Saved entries
_ _ _ _

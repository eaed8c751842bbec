use std::time::Duration;

use autoz_core::config::WINDOW_HALF;
use autoz_core::mocks::SequenceSource;
use autoz_core::self_check::{SelfCheckReport, self_check};
use autoz_traits::Cooperative;

struct Idle(u32);

impl Cooperative for Idle {
    fn idle(&mut self) {
        self.0 += 1;
    }
}

fn check(vals: Vec<i32>) -> SelfCheckReport {
    let mut src = SequenceSource::new(vals);
    let mut idle = Idle(0);
    let r = self_check(&mut src, &mut idle, Duration::from_millis(20), 1.0, 2000.0).unwrap();
    assert_eq!(idle.0, 2 * WINDOW_HALF as u32);
    r
}

#[test]
fn settling_reads_are_discarded() {
    // huge values in the discarded half must not show up in the report
    let mut vals = vec![9_000_000; WINDOW_HALF];
    vals.extend((0..WINDOW_HALF as i32).map(|i| 84_000 + (i % 2) * 300));
    let r = check(vals);
    assert!(r.max < 100_000.0);
}

#[test]
fn alternating_noise_inside_the_band_is_healthy() {
    // a two-step staircase survives the despike with a 300-count spread
    let mut vals = vec![84_000; WINDOW_HALF];
    vals.extend((0..WINDOW_HALF).map(|i| if i < WINDOW_HALF / 2 { 84_000 } else { 84_300 }));
    let r = check(vals);
    assert!((r.spread() - 300.0).abs() < 1e-3, "{r:?}");
    assert!(r.healthy);
}

#[test]
fn flat_idle_signal_is_a_fault() {
    let r = check(vec![84_000; 2 * WINDOW_HALF]);
    assert!(!r.healthy);
    assert_eq!(r.min, 84_000.0);
    assert_eq!(r.avg, 84_000.0);
}

#[test]
fn spread_beyond_the_upper_bound_is_a_fault() {
    let mut vals = vec![84_000; WINDOW_HALF];
    vals.extend((0..WINDOW_HALF).map(|i| if i < WINDOW_HALF / 2 { 84_000 } else { 90_000 }));
    assert!(!check(vals).healthy);
}
//! CLI argument definitions and shared statics.

use clap::{ArgAction, Parser, Subcommand};
use std::path::PathBuf;
use std::sync::OnceLock;

pub static FILE_GUARD: OnceLock<tracing_appender::non_blocking::WorkerGuard> = OnceLock::new();
/// Whether the user asked for JSON output (controls structured error output).
pub static JSON_MODE: OnceLock<bool> = OnceLock::new();

#[derive(Parser, Debug)]
#[command(name = "autoz", version, about = "Load-cell nozzle Z-offset tool")]
pub struct Cli {
    /// Path to config TOML (typed)
    #[arg(long, value_name = "FILE", default_value = "etc/autoz.toml")]
    pub config: PathBuf,

    /// Persisted offset and boot-wizard state
    #[arg(long, value_name = "FILE", default_value = "autoz_state.toml")]
    pub state: PathBuf,

    /// Log and report as JSON lines instead of pretty text
    #[arg(long, action = ArgAction::SetTrue)]
    pub json: bool,

    /// Console log level (error|warn|info|debug|trace)
    #[arg(long = "log-level", value_name = "LEVEL", default_value = "info")]
    pub log_level: String,

    /// Read the load cell from the HX711 on [pins] instead of the simulator.
    /// Motion stays simulated. Needs a build with the `hardware` feature.
    #[arg(long, action = ArgAction::SetTrue)]
    pub hardware: bool,

    /// Command to execute
    #[command(subcommand)]
    pub cmd: Commands,
}

#[derive(Subcommand, Debug)]
pub enum Commands {
    /// Diagnostics: raw dump, single scan, or repeated full routines
    Diag {
        /// Dump N raw amplifier readings with timestamps and stop
        #[arg(long, value_name = "N")]
        raw: Option<usize>,
        /// One scan at the press position (no homing)
        #[arg(long, action = ArgAction::SetTrue)]
        scan: bool,
        /// Include the nozzle cleaning stage
        #[arg(long, action = ArgAction::SetTrue)]
        clean: bool,
        /// Measure by load-cell press
        #[arg(long, action = ArgAction::SetTrue)]
        press: bool,
        /// Measure by touch probe
        #[arg(long, action = ArgAction::SetTrue)]
        touch: bool,
        /// Full-routine repetitions
        #[arg(long, value_name = "N", default_value_t = 1)]
        count: usize,
        /// Write the raw dump as CSV (at_ms,value)
        #[arg(long, value_name = "FILE", requires = "raw")]
        csv: Option<PathBuf>,
    },
    /// Measure, persist and apply the offset, then home
    OneShot {
        /// Continue to bed leveling afterwards instead of returning to the menu
        #[arg(long, value_name = "BOOL", default_value_t = true, action = ArgAction::Set)]
        leveling: bool,
    },
    /// Idle-noise health check of the load cell
    SelfCheck,
}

_ _ _ _

■ What to do ■
Copy nothing except the lines from the one holding "of the load cell" through the last line of the data above, and return them exactly.

■ Expected output ■
    /// Idle-noise health check of the load cell
    SelfCheck,
}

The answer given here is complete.